Later Saturday and into Sunday morning, there were also reports of people targeting other places in the city, including East Towne Mall, where Best Buy appeared to have been broken into and the doors to the mall food court had been smashed. Just before 1 a.m., police were stationed at mall entrances.
At 11:30 p.m., Mayor Satya Rhodes-Conway declared a state of emergency and imposed a curfew on Madison’s Isthmus from midnight to 5 a.m. Sunday and again from 9:30 p.m. Sunday to 5 a.m. Monday. The state of emergency is in effect until Wednesday, and will be considered by the City Council at its Tuesday meeting.
“I do not take this action lightly, and I want to be clear that this is in response to a number of people endangering themselves and others by shattering glass, destroying property and engaging in widespread, systematic looting of local businesses,” Rhodes-Conway said.
She also had a warning for “anyone from outside Madison, seeking to foment trouble and harm our community: This emergency order is also directed at you. We don’t want you here, and we reject any attempt to incite violence.”
Over the course of several hours Saturday night in the 100 to 400 blocks of State, protesters chanted and goaded police as some broke off to throw rocks or swing skate boards at store windows.
Police in riot gear used tear gas to push the crowd down State Street toward UW-Madison after rioters broke windows at a number of businesses. But in a game of cat and mouse, hundreds of demonstrators followed police back up the street toward the Capitol, where another, larger crowd began to gather.

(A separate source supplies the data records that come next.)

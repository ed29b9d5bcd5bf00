/*!
# Rust Language Module

This Rust module splits KJPL source into lines and classifies each line
into a statement.

*/

pub type LineNumber = Option<usize>;

#[macro_use]
mod error;
mod ident;
mod line;
mod parse;
mod token;

pub use error::Error;
pub use error::ErrorCode;
pub use line::Line;
pub use ident::is_ident;
pub use parse::parse;
pub use parse::Edge;
pub use token::Operator;
pub use token::Word;

pub mod ast;

#[cfg(test)]
mod tests;
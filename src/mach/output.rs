use crate::lang::Error;

/// What `compile` returns when a run printed nothing.
pub const NO_OUTPUT: &str = "No output generated.";

/// ## Output buffer
///
/// Append-only. Every fragment is newline terminated.

#[derive(Debug, Default)]
pub struct Output {
    text: String,
}

impl Output {
    pub fn new() -> Output {
        Output::default()
    }

    pub fn clear(&mut self) {
        self.text.clear();
    }

    /// Empty content appends nothing, not even the newline.
    pub fn print(&mut self, s: &str) {
        if s.is_empty() {
            return;
        }
        self.text.push_str(s);
        self.text.push('\n');
    }

    pub fn diagnostic(&mut self, error: &Error) {
        debug_assert!(error.is_diagnostic(), "fatal error written as output: {}", error);
        self.text.push_str(&format!("?{}\n", error));
    }

    /// Takes the accumulated text, or the sentinel when there is none.
    pub fn take(&mut self) -> String {
        if self.text.is_empty() {
            NO_OUTPUT.to_string()
        } else {
            std::mem::take(&mut self.text)
        }
    }
}
/*!
# `REVELATION_CASE <variable> WHEN "<text>" THEN ... [ELSE ...] ENDCASE`

## Purpose
Choose one branch by the text of a variable.

## Remarks
The first `WHEN` whose text equals the variable runs. If none does, the
`ELSE` branch runs when there is one. An unset variable is the empty
string. Lines between `REVELATION_CASE` and the first `WHEN` never run.

## Example
```text
day = "sat"
REVELATION_CASE day
WHEN "sat" THEN
PRINT("weekend")
WHEN "mon" THEN
PRINT("work")
ELSE
PRINT("unknown")
ENDCASE
weekend
```

*/
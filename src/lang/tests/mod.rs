use super::ast::*;
use super::*;

mod parse_test;
use super::ast::*;
use super::error::*;
use super::parse::*;
use std::rc::Rc;

/// A trimmed, non-empty source line and its 1-based physical line number.
#[derive(Debug, PartialEq, Clone)]
pub struct Line {
    number: usize,
    text: Rc<str>,
}

impl Line {
    pub fn new(number: usize, s: &str) -> Line {
        Line {
            number,
            text: s.trim().into(),
        }
    }

    /// Splits program text into lines, dropping blank ones.
    pub fn split(source: &str) -> Vec<Line> {
        source
            .lines()
            .enumerate()
            .map(|(index, s)| Line::new(index + 1, s))
            .filter(|line| !line.is_empty())
            .collect()
    }

    pub fn number(&self) -> usize {
        self.number
    }

    pub fn text(&self) -> &str {
        &self.text
    }

    pub fn is_empty(&self) -> bool {
        self.text.is_empty()
    }

    pub fn statement(&self) -> Result<Statement, Error> {
        parse(self)
    }

    pub fn edge(&self) -> Option<Edge> {
        edge(&self.text)
    }
}

impl std::fmt::Display for Line {
    fn fmt(&self, f: &mut std::fmt::Formatter) -> std::fmt::Result {
        write!(f, "{} {}", self.number, self.text)
    }
}
use super::Val;
use std::collections::HashMap;
use std::rc::Rc;

/// ## Variable memory
///
/// One global namespace. Assignment overwrites, nothing is ever removed
/// except by `clear`.

#[derive(Debug, Default)]
pub struct Var {
    vars: HashMap<Rc<str>, Val>,
}

impl Var {
    pub fn new() -> Var {
        Var::default()
    }

    pub fn clear(&mut self) {
        self.vars.clear();
    }

    pub fn get(&self, var_name: &str) -> Option<&Val> {
        self.vars.get(var_name)
    }

    /// Unset variables read as the empty string.
    pub fn fetch(&self, var_name: &str) -> Val {
        match self.vars.get(var_name) {
            Some(val) => val.clone(),
            None => Val::default(),
        }
    }

    /// Resolves an operand: a variable if one is set under that name,
    /// otherwise the token read as a literal.
    pub fn resolve(&self, token: &str) -> Val {
        match self.vars.get(token.trim()) {
            Some(val) => val.clone(),
            None => Val::parse(token),
        }
    }

    pub fn store(&mut self, var_name: &Rc<str>, value: Val) {
        match self.vars.get_mut(var_name) {
            Some(var) => *var = value,
            None => {
                self.vars.insert(var_name.clone(), value);
            }
        };
    }
}
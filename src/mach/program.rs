use crate::lang::ast::Statement;
use crate::lang::{Error, Line};

/// ## Classified program
///
/// Lines and their statements side by side. Every line is classified
/// before any of them runs, so a malformed statement stops the program
/// before it starts.

#[derive(Debug, Default)]
pub struct Program {
    lines: Vec<Line>,
    statements: Vec<Statement>,
}

impl Program {
    pub fn new() -> Program {
        Program::default()
    }

    pub fn compile<'a, T: IntoIterator<Item = &'a Line>>(lines: T) -> Result<Program, Error> {
        let mut program = Program::new();
        for line in lines {
            program.statements.push(line.statement()?);
            program.lines.push(line.clone());
        }
        Ok(program)
    }

    pub fn len(&self) -> usize {
        self.lines.len()
    }

    pub fn is_empty(&self) -> bool {
        self.lines.is_empty()
    }

    pub fn line(&self, index: usize) -> &Line {
        &self.lines[index]
    }

    pub fn lines(&self) -> &[Line] {
        &self.lines
    }

    pub fn statement(&self, index: usize) -> &Statement {
        &self.statements[index]
    }
}

#[cfg(test)]
mod tests {
    use super::*;

    #[test]
    fn test_compile_stops_on_first_error() {
        let lines = Line::split("x = 1\nIF x > 0\nDEFINE\n");
        let e = Program::compile(&lines).unwrap_err();
        assert_eq!(e.line_number(), Some(2));
    }

    #[test]
    fn test_compile_keeps_lines() {
        let lines = Line::split("x = 1\n\nPRINT(x)\n");
        let program = Program::compile(&lines).unwrap();
        assert_eq!(program.len(), 2);
        assert_eq!(program.line(1).number(), 3);
    }
}
//! 2D vector type for pointer positions and offsets

use serde::{Deserialize, Serialize};

/// 2D vector for positions and offsets
#[derive(Clone, Copy, Debug, Default, PartialEq, Serialize, Deserialize)]
pub struct Vec2 {
    pub x: f32,
    pub y: f32,
}

impl Vec2 {
    /// Zero vector
    pub const ZERO: Vec2 = Vec2 { x: 0.0, y: 0.0 };

    /// Create a new vector
    #[inline]
    pub const fn new(x: f32, y: f32) -> Self {
        Self { x, y }
    }

    /// Both components are finite
    #[inline]
    pub fn is_finite(self) -> bool {
        self.x.is_finite() && self.y.is_finite()
    }
}

impl std::ops::Add for Vec2 {
    type Output = Vec2;
    #[inline]
    fn add(self, other: Vec2) -> Vec2 {
        Vec2::new(self.x + other.x, self.y + other.y)
    }
}

impl std::ops::Sub for Vec2 {
    type Output = Vec2;
    #[inline]
    fn sub(self, other: Vec2) -> Vec2 {
        Vec2::new(self.x - other.x, self.y - other.y)
    }
}

impl std::ops::Mul<f32> for Vec2 {
    type Output = Vec2;
    #[inline]
    fn mul(self, s: f32) -> Vec2 {
        Vec2::new(self.x * s, self.y * s)
    }
}
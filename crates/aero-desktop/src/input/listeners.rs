//! Model of the shared document-level pointer listener set
//!
//! Every gesture adds a fresh pointer-move and pointer-up listener and
//! removes both when it ends. Tracking the owner of each registration lets a
//! closing window release whatever it still holds.

use crate::window::WindowId;

/// Listener handle
pub type ListenerId = u64;

/// Document event a listener is bound to
#[derive(Clone, Copy, Debug, PartialEq, Eq)]
pub enum PointerEventKind {
    Move,
    Up,
}

#[derive(Clone, Copy, Debug)]
struct Registration {
    id: ListenerId,
    owner: WindowId,
    event: PointerEventKind,
}

/// Document-level listener registrations
#[derive(Debug, Default)]
pub struct DocumentListeners {
    registrations: Vec<Registration>,
    next_id: ListenerId,
}

impl DocumentListeners {
    /// Create an empty set
    pub fn new() -> Self {
        Self::default()
    }

    /// Register the move/up pair for one gesture
    pub fn add_gesture(&mut self, owner: WindowId) -> [ListenerId; 2] {
        let on_move = self.add(owner, PointerEventKind::Move);
        let on_up = self.add(owner, PointerEventKind::Up);
        [on_move, on_up]
    }

    fn add(&mut self, owner: WindowId, event: PointerEventKind) -> ListenerId {
        self.next_id += 1;
        let id = self.next_id;
        self.registrations.push(Registration { id, owner, event });
        id
    }

    /// Remove specific registrations; returns how many were present
    pub fn remove(&mut self, ids: &[ListenerId]) -> usize {
        let before = self.registrations.len();
        self.registrations.retain(|r| !ids.contains(&r.id));
        before - self.registrations.len()
    }

    /// Remove everything `owner` registered; returns how many were present
    pub fn remove_owned(&mut self, owner: WindowId) -> usize {
        let before = self.registrations.len();
        self.registrations.retain(|r| r.owner != owner);
        before - self.registrations.len()
    }

    /// Total registrations
    pub fn len(&self) -> usize {
        self.registrations.len()
    }

    /// No registrations
    pub fn is_empty(&self) -> bool {
        self.registrations.is_empty()
    }

    /// Registrations held by `owner`
    pub fn owned_by(&self, owner: WindowId) -> usize {
        self.registrations.iter().filter(|r| r.owner == owner).count()
    }

    /// Registrations bound to `event`
    pub fn bound_to(&self, event: PointerEventKind) -> usize {
        self.registrations.iter().filter(|r| r.event == event).count()
    }
}
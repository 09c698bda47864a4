use rand::Rng;

/// Highest value the bar ever shows
pub const PROGRESS_CAP: f32 = 99.0;

/// Probability that a step stalls instead of advancing
const STALL_CHANCE: f64 = 0.1;

/// What the bar shows after a step
#[derive(Clone, Copy, Debug, PartialEq)]
pub struct ProgressSnapshot {
    pub percent: f32,
    pub remaining_items: u32,
    pub speed_mbps: f32,
}

impl ProgressSnapshot {
    pub fn percent_label(&self) -> String {
        format!("{}% completo", self.percent.floor() as u32)
    }

    pub fn remaining_label(&self) -> String {
        format!("Itens restantes: {} ficheiros", self.remaining_items)
    }

    pub fn speed_label(&self) -> String {
        format!("Velocidade atual: {} MB/s", format!("{:.1}", self.speed_mbps).replace('.', ","))
    }
}

/// Outcome of one progress step
#[derive(Clone, Copy, Debug, PartialEq)]
pub enum Step {
    Advanced,
    /// Progress pauses for `duration_ms`, then creeps
    Stalled { duration_ms: f64 },
    /// Waiting for a stall to end
    Idle,
}

#[derive(Clone, Copy, Debug, PartialEq)]
enum Pace {
    Normal,
    Stalled,
    Creeping,
}

/// Fake file-transfer progress
#[derive(Debug)]
pub struct ProgressSimulator<R> {
    rng: R,
    percent: f32,
    pace: Pace,
}

impl<R: Rng> ProgressSimulator<R> {
    /// Start uniformly in `[initial_min, initial_max)`, whole percent
    pub fn new(mut rng: R, initial_min: f32, initial_max: f32) -> Self {
        let span = (initial_max - initial_min).max(0.0);
        let start = (rng.gen::<f32>() * span).floor() + initial_min;
        Self {
            rng,
            percent: start.clamp(0.0, PROGRESS_CAP),
            pace: Pace::Normal,
        }
    }

    pub fn percent(&self) -> f32 {
        self.percent
    }

    pub fn is_stalled(&self) -> bool {
        self.pace == Pace::Stalled
    }

    /// Advance one interval
    pub fn step(&mut self) -> Step {
        match self.pace {
            Pace::Stalled => Step::Idle,
            Pace::Creeping => {
                let creep = self.rng.gen_range(0.1..0.6);
                self.advance(creep);
                Step::Advanced
            }
            Pace::Normal => {
                let increment = if self.percent < 60.0 {
                    self.rng.gen_range(0.5..2.5)
                } else if self.percent < 85.0 {
                    self.rng.gen_range(0.2..1.2)
                } else {
                    self.rng.gen_range(0.05..0.35)
                };
                if self.rng.gen_bool(STALL_CHANCE) {
                    self.pace = Pace::Stalled;
                    Step::Stalled {
                        duration_ms: self.rng.gen_range(1000.0..4000.0),
                    }
                } else {
                    self.advance(increment);
                    Step::Advanced
                }
            }
        }
    }

    /// End a stall; later steps creep
    pub fn resume(&mut self) {
        if self.pace == Pace::Stalled {
            self.pace = Pace::Creeping;
        }
    }

    /// Start over from `[0, 20)` at normal pace
    pub fn reset(&mut self) {
        self.percent = (self.rng.gen::<f32>() * 20.0).floor();
        self.pace = Pace::Normal;
    }

    /// Current bar values; item count and speed are re-rolled each call
    pub fn snapshot(&mut self) -> ProgressSnapshot {
        let items = ((100.0 - self.percent) * 50.0).floor() as u32 + self.rng.gen_range(0..20);
        ProgressSnapshot {
            percent: self.percent,
            remaining_items: items,
            speed_mbps: self.rng.gen_range(1.0..4.0),
        }
    }

    fn advance(&mut self, by: f32) {
        self.percent = (self.percent + by).min(PROGRESS_CAP);
    }
}

#[cfg(test)]
mod tests {
    use super::*;
    use rand::rngs::StdRng;
    use rand::SeedableRng;

    fn sim(seed: u64) -> ProgressSimulator<StdRng> {
        ProgressSimulator::new(StdRng::seed_from_u64(seed), 15.0, 45.0)
    }

    #[test]
    fn test_initial_range() {
        for seed in 0..50 {
            let p = sim(seed).percent();
            assert!((15.0..45.0).contains(&p), "{p}");
            assert_eq!(p, p.floor());
        }
    }

    #[test]
    fn test_never_exceeds_cap_and_monotonic() {
        let mut p = sim(7);
        let mut last = p.percent();
        for _ in 0..5000 {
            if let Step::Stalled { duration_ms } = p.step() {
                assert!((1000.0..4000.0).contains(&duration_ms));
                assert_eq!(p.step(), Step::Idle);
                p.resume();
            }
            assert!(p.percent() >= last);
            assert!(p.percent() <= PROGRESS_CAP);
            last = p.percent();
        }
        assert!((p.percent() - PROGRESS_CAP).abs() < 0.001);
    }

    #[test]
    fn test_reset_range() {
        let mut p = sim(3);
        for _ in 0..20 {
            p.reset();
            assert!((0.0..20.0).contains(&p.percent()));
            assert!(!p.is_stalled());
        }
    }

    #[test]
    fn test_snapshot_fakes() {
        let mut p = sim(11);
        let s = p.snapshot();
        let base = ((100.0 - s.percent) * 50.0).floor() as u32;
        assert!(s.remaining_items >= base && s.remaining_items < base + 20);
        assert!((1.0..4.0).contains(&s.speed_mbps));
    }

    #[test]
    fn test_labels() {
        let s = ProgressSnapshot {
            percent: 42.7,
            remaining_items: 2870,
            speed_mbps: 2.34,
        };
        assert_eq!(s.percent_label(), "42% completo");
        assert_eq!(s.remaining_label(), "Itens restantes: 2870 ficheiros");
        assert_eq!(s.speed_label(), "Velocidade atual: 2,3 MB/s");
    }
}
//! Cosmic expansion background
//!
//! A particle burst from the origin, later joined by a galaxy field and a
//! nebula shell. The simulation only produces buffers; drawing them is the
//! renderer's job. Nothing here is shared with the window manager.

mod params;
mod layers;
mod universe;

pub use params::{
    AnimationParam, ExpansionParams, ParamRange, BLOOM_RADIUS_RANGE, BLOOM_STRENGTH_RANGE, BLOOM_THRESHOLD_RANGE,
    EXPANSION_SPEED_RANGE, PARTICLE_SIZE_RANGE,
};
pub use layers::{GalaxyCluster, LayerKind, Nebula};
pub use universe::{CameraOrbit, Universe};
impl DomAdapter {
    pub fn new(shared: Weak<Shared>) -> Self {
        Self {
            shared,
            windows: HashMap::new(),
            document_listeners: None,
            retired: Vec::new(),
        }
    }

    /// Drop closures removed from the document
    pub fn flush_retired(&mut self) {
        self.retired.clear();
    }

    /// Closure that routes a mouse event into the engine
    fn handler<F>(&self, mut f: F) -> MouseClosure
    where
        F: FnMut(&mut crate::DesktopEngine, &MouseEvent) -> Vec<Effect> + 'static,
    {
        let shared = self.shared.clone();
        Closure::wrap(Box::new(move |event: MouseEvent| {
            if let Some(shared) = shared.upgrade() {
                dispatch(&shared, |engine| f(engine, &event));
            }
        }) as Box<dyn FnMut(MouseEvent)>)
    }

    fn window(&self, id: WindowId) -> Result<&WindowElements, DomError> {
        self.windows.get(&id).ok_or(DomError::MissingElement(id))
    }

    /// Apply a single non-content effect
    pub fn apply(&mut self, effect: &Effect) -> Result<(), DomError> {
        match effect {
            Effect::CreateElement {
                window_id,
                kind,
                title,
                maximize_enabled,
            } => self.create_element(*window_id, *kind, title, *maximize_enabled),
            Effect::SetVisible { window_id, visible } => {
                let w = self.window(*window_id)?;
                let display = if *visible { "" } else { "none" };
                w.root.style().set_property("display", display)?;
                if let Some(overlay) = &w.overlay {
                    overlay.style().set_property("display", display)?;
                }
                Ok(())
            }
            Effect::SetMinimized { window_id, minimized } => {
                let w = self.window(*window_id)?;
                w.root.class_list().toggle_with_force("minimized", *minimized)?;
                Ok(())
            }
            Effect::SetMaximized { window_id, maximized } => {
                let w = self.window(*window_id)?;
                w.root.class_list().toggle_with_force("maximized", *maximized)?;
                Ok(())
            }
            Effect::SetGeometry {
                window_id,
                rect,
                centered,
            } => self.set_geometry(*window_id, rect, *centered),
            Effect::SetZOrder { window_id, z_order } => {
                let w = self.window(*window_id)?;
                w.root.style().set_property("z-index", &z_order.to_string())?;
                if let Some(overlay) = &w.overlay {
                    overlay.style().set_property("z-index", &z_order.saturating_sub(1).to_string())?;
                }
                Ok(())
            }
            Effect::InstallResizeHandles { window_id } => self.install_handles(*window_id),
            Effect::RemoveResizeHandles { window_id } => {
                if let Some(w) = self.windows.get_mut(window_id) {
                    for (handle, closure) in w.handles.drain(..) {
                        handle.remove();
                        self.retired.push(closure);
                    }
                }
                Ok(())
            }
            Effect::AttachDocumentListeners { window_id, gesture } => self.attach_document(*window_id, *gesture),
            Effect::DetachDocumentListeners { window_id } => {
                self.detach_document(*window_id);
                Ok(())
            }
            Effect::SetDragCursor { window_id, grabbing } => {
                let w = self.window(*window_id)?;
                let cursor = if *grabbing { "grabbing" } else { "move" };
                w.title_bar.style().set_property("cursor", cursor)?;
                Ok(())
            }
            Effect::RemoveElement { window_id } => {
                if let Some(w) = self.windows.remove(window_id) {
                    w.root.remove();
                    if let Some(overlay) = &w.overlay {
                        overlay.remove();
                    }
                    self.retired.extend(w.closures);
                    for (handle, closure) in w.handles {
                        handle.remove();
                        self.retired.push(closure);
                    }
                }
                Ok(())
            }
            Effect::BlockPointerEvents { duration_ms } => block_pointer_events(*duration_ms),
            Effect::Reload { url } => {
                let window = web_sys::window().ok_or(DomError::NoWindow)?;
                window.location().set_href(url)?;
                Ok(())
            }
            Effect::Content { .. } | Effect::PlaySound { .. } => Ok(()),
        }
    }

    fn create_element(&mut self, id: WindowId, kind: WindowKind, title: &str, maximize_enabled: bool) -> Result<(), DomError> {
        let doc = document()?;
        let body = doc.body().ok_or(DomError::NoDocument)?;
        let mut closures = Vec::new();

        let overlay = if kind == WindowKind::Dialog {
            let overlay = html_element(&doc, "div", "aero-overlay")?;
            overlay.set_id(&format!("aero-window-{}-overlay", id));
            let on_click = self.handler(move |engine, event| {
                // Only clicks on the overlay itself, not bubbled ones
                let on_self = match (event.target(), event.current_target()) {
                    (Some(t), Some(c)) => t == c,
                    _ => false,
                };
                if on_self {
                    engine.click_overlay(id, date_now())
                } else {
                    Vec::new()
                }
            });
            listen(&overlay, "click", &on_click)?;
            closures.push(on_click);
            body.append_child(&overlay)?;
            Some(overlay)
        } else {
            None
        };

        let root = html_element(&doc, "div", &format!("window {}", kind.css_class()))?;
        root.set_id(&format!("aero-window-{}", id));
        root.set_attribute("data-window-id", &id.to_string())?;

        let title_bar = html_element(&doc, "div", "title-bar")?;
        let text = html_element(&doc, "div", "title-bar-text")?;
        text.set_text_content(Some(title));
        title_bar.append_child(&text)?;

        let controls = html_element(&doc, "div", "title-bar-controls")?;
        for button in [TitleButton::Minimize, TitleButton::Maximize, TitleButton::Close] {
            let label = match button {
                TitleButton::Minimize => "Minimize",
                TitleButton::Maximize => "Maximize",
                TitleButton::Close => "Close",
            };
            let element: HtmlButtonElement = doc
                .create_element("button")?
                .dyn_into()
                .map_err(|_| DomError::Js("button".into()))?;
            element.set_attribute("aria-label", label)?;
            if button == TitleButton::Maximize && !maximize_enabled {
                element.set_disabled(true);
            }
            let on_click = self.handler(move |engine, event| {
                event.stop_propagation();
                let Some(button) = event
                    .current_target()
                    .and_then(|t| t.dyn_into::<Element>().ok())
                    .and_then(|el| el.get_attribute("aria-label"))
                    .and_then(|label| TitleButton::from_aria_label(&label))
                else {
                    return Vec::new();
                };
                engine.click_button(id, button, date_now())
            });
            listen(&element, "click", &on_click)?;
            closures.push(on_click);
            controls.append_child(&element)?;
        }
        title_bar.append_child(&controls)?;

        let on_down = self.handler(move |engine, event| {
            // Buttons handle their own clicks
            let on_button = event
                .target()
                .and_then(|t| t.dyn_into::<Element>().ok())
                .and_then(|el| el.closest("button").ok().flatten())
                .is_some();
            if on_button || event.button() != 0 {
                return Vec::new();
            }
            event.prevent_default();
            event.stop_propagation();
            engine.pointer_down(
                id,
                PointerTarget::TitleBar,
                event.client_x() as f32,
                event.client_y() as f32,
                date_now(),
            )
        });
        listen(&title_bar, "mousedown", &on_down)?;
        closures.push(on_down);

        // Focus on any press inside the window
        let on_focus = self.handler(move |engine, _| engine.focus(id));
        listen(&root, "mousedown", &on_focus)?;
        closures.push(on_focus);

        let window_body = html_element(&doc, "div", "window-body")?;
        window_body.set_id(&format!("aero-window-{}-body", id));

        root.append_child(&title_bar)?;
        root.append_child(&window_body)?;
        body.append_child(&root)?;

        self.windows.insert(
            id,
            WindowElements {
                root,
                title_bar,
                overlay,
                handles: Vec::new(),
                closures,
            },
        );
        log::debug!("created element for window {} ({:?})", id, kind);
        Ok(())
    }

    fn set_geometry(&self, id: WindowId, rect: &Rect, centered: bool) -> Result<(), DomError> {
        let style = self.window(id)?.root.style();
        if centered {
            style.set_property("left", "50%")?;
            style.set_property("top", "50%")?;
            style.set_property("transform", "translate(-50%, -50%)")?;
        } else {
            style.set_property("left", &format!("{}px", rect.x))?;
            style.set_property("top", &format!("{}px", rect.y))?;
            style.set_property("transform", "none")?;
        }
        style.set_property("width", &format!("{}px", rect.width))?;
        style.set_property("height", &format!("{}px", rect.height))?;
        Ok(())
    }

    fn install_handles(&mut self, id: WindowId) -> Result<(), DomError> {
        let doc = document()?;
        let mut created = Vec::with_capacity(ResizeDirection::ALL.len());
        for direction in ResizeDirection::ALL {
            let handle = html_element(&doc, "div", &format!("resize-handle resize-{}", direction.as_str()))?;
            let style = handle.style();
            style.set_property("position", "absolute")?;
            style.set_property("cursor", direction.cursor())?;
            let edge = format!("{}px", CHROME_STYLE.edge_handle);
            let corner = format!("{}px", CHROME_STYLE.corner_handle);
            let outset = format!("-{}px", CHROME_STYLE.handle_outset);
            if direction.is_corner() {
                style.set_property("width", &corner)?;
                style.set_property("height", &corner)?;
            } else if direction.moves_top() || direction.moves_bottom() {
                style.set_property("left", &corner)?;
                style.set_property("right", &corner)?;
                style.set_property("height", &edge)?;
            } else {
                style.set_property("top", &corner)?;
                style.set_property("bottom", &corner)?;
                style.set_property("width", &edge)?;
            }
            if direction.moves_top() {
                style.set_property("top", &outset)?;
            }
            if direction.moves_bottom() {
                style.set_property("bottom", &outset)?;
            }
            if direction.moves_left() {
                style.set_property("left", &outset)?;
            }
            if direction.moves_right() {
                style.set_property("right", &outset)?;
            }

            let on_down = self.handler(move |engine, event| {
                if event.button() != 0 {
                    return Vec::new();
                }
                event.prevent_default();
                event.stop_propagation();
                engine.pointer_down(
                    id,
                    PointerTarget::ResizeHandle(direction),
                    event.client_x() as f32,
                    event.client_y() as f32,
                    date_now(),
                )
            });
            listen(&handle, "mousedown", &on_down)?;
            created.push((handle, on_down));
        }

        let w = self.windows.get_mut(&id).ok_or(DomError::MissingElement(id))?;
        for (handle, _) in &created {
            w.root.append_child(handle)?;
        }
        w.handles.extend(created);
        Ok(())
    }

    fn attach_document(&mut self, id: WindowId, gesture: GestureKind) -> Result<(), DomError> {
        let doc = document()?;
        // The engine detaches first when a gesture is replaced; be safe anyway
        self.detach_document(id);

        let on_move = self.handler(|engine, event| engine.pointer_move(event.client_x() as f32, event.client_y() as f32));
        let on_up = self.handler(|engine, _| engine.pointer_up());
        let target: &web_sys::EventTarget = doc.as_ref();
        target.add_event_listener_with_callback("mousemove", on_move.as_ref().unchecked_ref())?;
        target.add_event_listener_with_callback("mouseup", on_up.as_ref().unchecked_ref())?;

        log::trace!("document listeners attached for {:?} on window {}", gesture, id);
        self.document_listeners = Some(DocumentListenerSet {
            window_id: id,
            on_move,
            on_up,
        });
        Ok(())
    }

    fn detach_document(&mut self, id: WindowId) {
        let Some(set) = self.document_listeners.take() else {
            return;
        };
        if set.window_id != id {
            log::debug!("detaching listeners of window {} on behalf of {}", set.window_id, id);
        }
        if let Ok(doc) = document() {
            let target: &web_sys::EventTarget = doc.as_ref();
            let _ = target.remove_event_listener_with_callback("mousemove", set.on_move.as_ref().unchecked_ref());
            let _ = target.remove_event_listener_with_callback("mouseup", set.on_up.as_ref().unchecked_ref());
        }
        self.retired.push(set.on_move);
        self.retired.push(set.on_up);
    }
}
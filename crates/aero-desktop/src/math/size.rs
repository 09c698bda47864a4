//! 2D size type for window dimensions

use serde::{Deserialize, Serialize};
use super::Vec2;

/// 2D size for width and height
#[derive(Clone, Copy, Debug, Default, PartialEq, Serialize, Deserialize)]
pub struct Size {
    pub width: f32,
    pub height: f32,
}

impl Size {
    /// Create a new size
    #[inline]
    pub const fn new(width: f32, height: f32) -> Self {
        Self { width, height }
    }

    /// Convert to Vec2
    #[inline]
    pub fn as_vec2(self) -> Vec2 {
        Vec2::new(self.width, self.height)
    }

    /// Check if size is zero or negative
    #[inline]
    pub fn is_empty(self) -> bool {
        self.width <= 0.0 || self.height <= 0.0
    }

    /// Raise each dimension to at least the given floor
    #[inline]
    pub fn at_least(self, min: Size) -> Self {
        Self::new(self.width.max(min.width), self.height.max(min.height))
    }
}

Several people hurled large chunks of concrete at the window of the gift shop of the Madison Museum of Contemporary Art. When a man stood in front of it in an apparent attempt to stop them, he was attacked and fell to the ground and rioters were able to get inside, where they knocked items off shelves or out of the store.
A similar scene happened at the clothing store August, 414 State St., where a fight broke out after someone tried to intervene. The altercation left one person injured and lying on the street for several minutes before Madison paramedics arrived and took the person away on a stretcher.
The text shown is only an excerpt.